After three months, Rachael asked me if I wanted to make extra money doing ‘club promotions’ on Friday and Saturday nights. I told my mother that I had applied for a night job stacking shelves for a local supermarket. No, it wouldn’t interfere with my schoolwork and yes, I would be careful riding home after dark.

 

It was essentially the same thing I had been doing - giving people cigarettes - but in nightclubs and for a different brand called Horizon. I had to be at the company’s office at 9pm where I changed into an outfit consisting of white shoes, white pants, white shirt with Horizon branding, and a guest-pass badge. The back of my car was loaded with boxes of cigarettes and promotional items and I was given a list, with the names and addresses of ten popular nightclubs to visit, and a street directory.

 

I drove to the first club, where I was waved in by bouncers, and gave out cigarettes and branded lighters from a big bag to patrons until I ran out. Then I drove to the next club, filled the bag from the rear of my hatchback, and repeated the process.

 

Before doing club promotions, I hadn’t known such places even existed. I had been to a few school discos but these didn’t prepare me for the real experience. There were strobes and smoke machines and really good music with bass - lots of bass - from really big speakers and people danced with each other without being made to by teachers. Not all of the clubs on the list were as exciting as others, piano bars for instance, but these were still interesting and there was only a couple of those as younger smokers were the target demographic.

 

“How did you do last night?” Rachael asked me.

“Good,” I replied.

“How many on the list did you get through?”

“All of them.”

‘All of them? How much product did you give away?”
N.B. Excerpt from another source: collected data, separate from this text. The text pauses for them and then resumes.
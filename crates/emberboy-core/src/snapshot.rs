//! Flat save-state format.
//!
//! A snapshot is a magic/version header followed by every piece of mutable
//! machine state in one fixed order: CPU, interrupt controller, timer,
//! serial, joypad, fabric RAM, cartridge (RAM + mapper registers + RTC),
//! PPU, then APU. The field order is the format contract; reordering any
//! field is a breaking format change. Derived caches (tile pixels, APU
//! output stages, the matched-IRQ byte) are not stored and are rebuilt on
//! decode. Snapshots are only taken and restored at instruction boundaries.

use thiserror::Error;

use crate::gameboy::GameBoy;

pub(crate) const MAGIC: &[u8; 4] = b"EMBS";
pub(crate) const VERSION: u8 = 1;

#[derive(Debug, Error)]
pub enum SnapshotError {
    #[error("not a snapshot (bad magic)")]
    BadMagic,
    #[error("unsupported snapshot version {0}")]
    UnsupportedVersion(u8),
    #[error("snapshot truncated at offset {offset}")]
    Truncated { offset: usize },
    #[error("snapshot does not match the loaded machine ({0})")]
    Mismatch(&'static str),
}

/// Sequential little-endian field writer.
pub struct Writer {
    buf: Vec<u8>,
}

impl Writer {
    pub fn new() -> Self {
        let mut buf = Vec::with_capacity(0x20000);
        buf.extend_from_slice(MAGIC);
        buf.push(VERSION);
        Self { buf }
    }

    pub fn u8(&mut self, v: u8) {
        self.buf.push(v);
    }

    pub fn bool(&mut self, v: bool) {
        self.buf.push(v as u8);
    }

    pub fn u16(&mut self, v: u16) {
        self.buf.extend_from_slice(&v.to_le_bytes());
    }

    pub fn u32(&mut self, v: u32) {
        self.buf.extend_from_slice(&v.to_le_bytes());
    }

    pub fn u64(&mut self, v: u64) {
        self.buf.extend_from_slice(&v.to_le_bytes());
    }

    pub fn i32(&mut self, v: i32) {
        self.buf.extend_from_slice(&v.to_le_bytes());
    }

    pub fn bytes(&mut self, v: &[u8]) {
        self.buf.extend_from_slice(v);
    }

    pub fn words(&mut self, v: &[u32]) {
        for w in v {
            self.u32(*w);
        }
    }

    pub fn finish(self) -> Vec<u8> {
        self.buf
    }
}

impl Default for Writer {
    fn default() -> Self {
        Self::new()
    }
}

/// Sequential field reader over a snapshot payload.
pub struct Reader<'a> {
    data: &'a [u8],
    pos: usize,
}

impl<'a> Reader<'a> {
    pub fn new(data: &'a [u8]) -> Result<Self, SnapshotError> {
        if data.len() < 5 || &data[..4] != MAGIC {
            return Err(SnapshotError::BadMagic);
        }
        if data[4] != VERSION {
            return Err(SnapshotError::UnsupportedVersion(data[4]));
        }
        Ok(Self { data, pos: 5 })
    }

    fn take(&mut self, len: usize) -> Result<&'a [u8], SnapshotError> {
        let end = self.pos.checked_add(len).filter(|&e| e <= self.data.len());
        match end {
            Some(end) => {
                let slice = &self.data[self.pos..end];
                self.pos = end;
                Ok(slice)
            }
            None => Err(SnapshotError::Truncated { offset: self.pos }),
        }
    }

    pub fn u8(&mut self) -> Result<u8, SnapshotError> {
        Ok(self.take(1)?[0])
    }

    pub fn bool(&mut self) -> Result<bool, SnapshotError> {
        Ok(self.u8()? != 0)
    }

    pub fn u16(&mut self) -> Result<u16, SnapshotError> {
        Ok(u16::from_le_bytes(self.take(2)?.try_into().unwrap()))
    }

    pub fn u32(&mut self) -> Result<u32, SnapshotError> {
        Ok(u32::from_le_bytes(self.take(4)?.try_into().unwrap()))
    }

    pub fn u64(&mut self) -> Result<u64, SnapshotError> {
        Ok(u64::from_le_bytes(self.take(8)?.try_into().unwrap()))
    }

    pub fn i32(&mut self) -> Result<i32, SnapshotError> {
        Ok(i32::from_le_bytes(self.take(4)?.try_into().unwrap()))
    }

    pub fn bytes(&mut self, len: usize) -> Result<&'a [u8], SnapshotError> {
        self.take(len)
    }

    pub fn words(&mut self, out: &mut [u32]) -> Result<(), SnapshotError> {
        for w in out.iter_mut() {
            *w = self.u32()?;
        }
        Ok(())
    }
}

/// Encode the full machine state.
pub fn save(gb: &GameBoy) -> Vec<u8> {
    let mut w = Writer::new();
    gb.save_state(&mut w);
    w.finish()
}

/// Restore machine state in place. The same cartridge must already be
/// loaded; ROM bytes are not part of the snapshot.
pub fn load(gb: &mut GameBoy, data: &[u8]) -> Result<(), SnapshotError> {
    let mut r = Reader::new(data)?;
    gb.load_state(&mut r)
}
“All of it. Lerox, The Toucan and The Mars Bar were the best,

I could have done triple the amounts there. You should give me more for those clubs tonight.”

 

Within a few months, I was the promotion company’s model employee. Because I loved doing it. As I was ‘in uniform’ with a guest-pass, nobody ever asked my age or to see ID and I gave whole packs to the people working at the entrances so after the first few weeks they knew me by name. I made friends. The DJ at Lerox gave me a set of Senheiser earphones and played tracks I requested. A girl who worked behind the bar at The Toucan gave me my first kiss. She had purple hair. A transsexual who worked at The Mars Bar told me she loved me and made me a Duran Duran mix tape.

 

The Mars Bar was the only gay club on my list. I’d had no prior experience with gay people apart from schoolyard discussions and my father’s warnings about ‘poofters’. Whenever my father said the word ‘poofter’, he would bend his hand downwards to indicate a limp wrist. There was a boy at school with partial paralysis in his right arm that caused his hand to do the same thing so for years I thought my father was referring to people with this condition.

 

“Look at that guy in the wheelchair. He’s all bent up and shaking.”

“Yes, he must have advanced poofter.”

 

I’d been to The Mars Bar about twenty times and nobody had tried to ‘bum’ me. It was just another club. It had good music, a good atmosphere, and everyone seemed to be having fun. The only difference was that boys kissed boys, boys kissed boys dressed like girls, and girls kissed girls. Girls didn’t kiss boys dressed like girls. Occasionally guys, usually older men, would flirt and carry on a bit but it was generally good-natured. I’d tell them I was straight and they’d tell me I was in denial and offer me drinks that I wouldn’t accept because I was working. Not once did I drink alcohol and not once did I feel in danger.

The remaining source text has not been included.